一緒に何か肉がテーブルに並んだが、気にしないでおこう。
「お、姉ちゃん」
教会であった、妹を介抱する骨折少年のキューズくんだ。
「お、元気になったね」
「うん。ありがとう、お姉ちゃん」
彼の後ろには、椅子に座る妹のメイちゃん。こちらもほとんど包帯が取れている。よかったよかった。
「どう? おいしい?」
「うん! こんなに美味しいの、食べたことないよ!」
すごい元気だ。男児だよ男児。すごいなぁ。
「食べ終わったらお薬だよ」
「えぇ……ーい」
肩を落とすが、それでも食べる手は止まらない。食べられること以上の健康はない。よかった。本当によかった。
「ねぇ。もう戦わない?」
「怖いこと、ない?」
「うん。絶対にない」
PTSD……だろうな。目の前で自分の親がワーウルフになったんだから、一言で括れるものでもないだろう。
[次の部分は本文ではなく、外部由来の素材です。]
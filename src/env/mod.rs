// src/env/mod.rs

//! Build-scoped execution environment.
//!
//! - [`clock`] provides the `Clock` trait and the production `SystemClock`.
//! - [`options`] provides the type-indexed `OptionsBundle`.
//!
//! `ExecutionEnvironment` itself is plain immutable storage: it is built once
//! when the executor is constructed and only read afterwards.

pub mod clock;
pub mod options;

use std::path::{Path, PathBuf};
use std::sync::Arc;

pub use clock::{Clock, SystemClock};
pub use options::OptionsBundle;

use crate::errors::{DispatchError, Result};

#[derive(Debug, Clone)]
pub struct ExecutionEnvironment {
    exec_root: PathBuf,
    clock: Arc<dyn Clock>,
    verbose_failures: bool,
    options: Arc<OptionsBundle>,
}

impl ExecutionEnvironment {
    /// Create a new environment.
    ///
    /// The execution root must be absolute: every action runs relative to
    /// it, so a relative root would depend on the process working directory.
    pub fn new(
        exec_root: impl Into<PathBuf>,
        clock: Arc<dyn Clock>,
        verbose_failures: bool,
        options: Arc<OptionsBundle>,
    ) -> Result<Self> {
        let exec_root = exec_root.into();
        if !exec_root.is_absolute() {
            return Err(DispatchError::InvalidExecRoot(
                exec_root.display().to_string(),
            ));
        }
        Ok(Self {
            exec_root,
            clock,
            verbose_failures,
            options,
        })
    }

    pub fn exec_root(&self) -> &Path {
        &self.exec_root
    }

    pub fn clock(&self) -> &dyn Clock {
        self.clock.as_ref()
    }

    pub fn verbose_failures(&self) -> bool {
        self.verbose_failures
    }

    pub fn options(&self) -> &OptionsBundle {
        &self.options
    }
}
忌避感。拒絶感。それが伝わってきて、絶対に、って言っちゃった。まぁいいか。実現すればいいだけだしな。
「アイリ、話がある」
「アッシュ」
なんか偉いっぽいな、と思っていたアッシュだが、この騎士団を指揮する分隊長様だったらしい。平民上がりの騎士、ということで、似たような身分の男たちをまとめ上げているという。
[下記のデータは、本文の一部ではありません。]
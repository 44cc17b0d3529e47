use std::sync::{Arc, Mutex};

use exec_dispatch::events::{BuildEvent, Event, EventBus, EventHandler};

/// One observed effect, in the order it happened.
#[derive(Debug, Clone, PartialEq, Eq)]
pub enum JournalEntry {
    Handled(Event),
    Posted(BuildEvent),
}

/// Shared, ordered log of everything the spies observed.
///
/// Hand the same journal to a `RecordingEventHandler` and a
/// `RecordingEventBus` to check handler-before-bus ordering.
#[derive(Debug, Clone, Default)]
pub struct Journal {
    entries: Arc<Mutex<Vec<JournalEntry>>>,
}

impl Journal {
    pub fn new() -> Self {
        Self::default()
    }

    pub fn entries(&self) -> Vec<JournalEntry> {
        self.entries.lock().unwrap().clone()
    }

    pub fn len(&self) -> usize {
        self.entries.lock().unwrap().len()
    }

    pub fn is_empty(&self) -> bool {
        self.len() == 0
    }

    fn push(&self, entry: JournalEntry) {
        self.entries.lock().unwrap().push(entry);
    }
}

/// Spy `EventHandler` that records every event.
#[derive(Debug, Clone)]
pub struct RecordingEventHandler {
    journal: Journal,
}

impl RecordingEventHandler {
    pub fn new(journal: Journal) -> Self {
        Self { journal }
    }
}

impl EventHandler for RecordingEventHandler {
    fn handle(&self, event: Event) {
        self.journal.push(JournalEntry::Handled(event));
    }
}

/// Spy `EventBus` that records every posted event.
#[derive(Debug, Clone)]
pub struct RecordingEventBus {
    journal: Journal,
}

impl RecordingEventBus {
    pub fn new(journal: Journal) -> Self {
        Self { journal }
    }
}

impl EventBus for RecordingEventBus {
    fn post(&self, event: BuildEvent) {
        self.journal.push(JournalEntry::Posted(event));
    }
}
なんちゃって現代飯宴会の火の端。文化祭とかだと雰囲気最高なんだけどな。ボクには後にも先にも縁のない話だ。
「騎士団……我々の結論だが、君にこの村の復興をお願いしたい」
「無理だろ」
「幸い、この村には村長がいて、未来ある子供たちも君のおかげで無事だ。武力、治療、食料、身分といった面でも、君こそが適任だ」
「無理だって」
「いや、君にしか頼めない」
「話聞かないな……コイツも人狼かァ……?」
マブクたちも話聞かなかったしな。
「君だからこそお願いしたい」
「もう! だからさぁ!]
と、ボクは身の上を話した。
ボクはボクじゃないこと。
本来ボクは、ここではないところで生きていたコスプレ趣味のオタク……奇人……であること。
ふとしたときに殺されちゃって、死んで、気付いたらボクだったこと。
元のアイリ・アスラピスクスさんのことはあんまりよくわかってなくて、ボクはあくまでボクではないこと。
「そうか」
と、アッシュはただ飲み込んだ。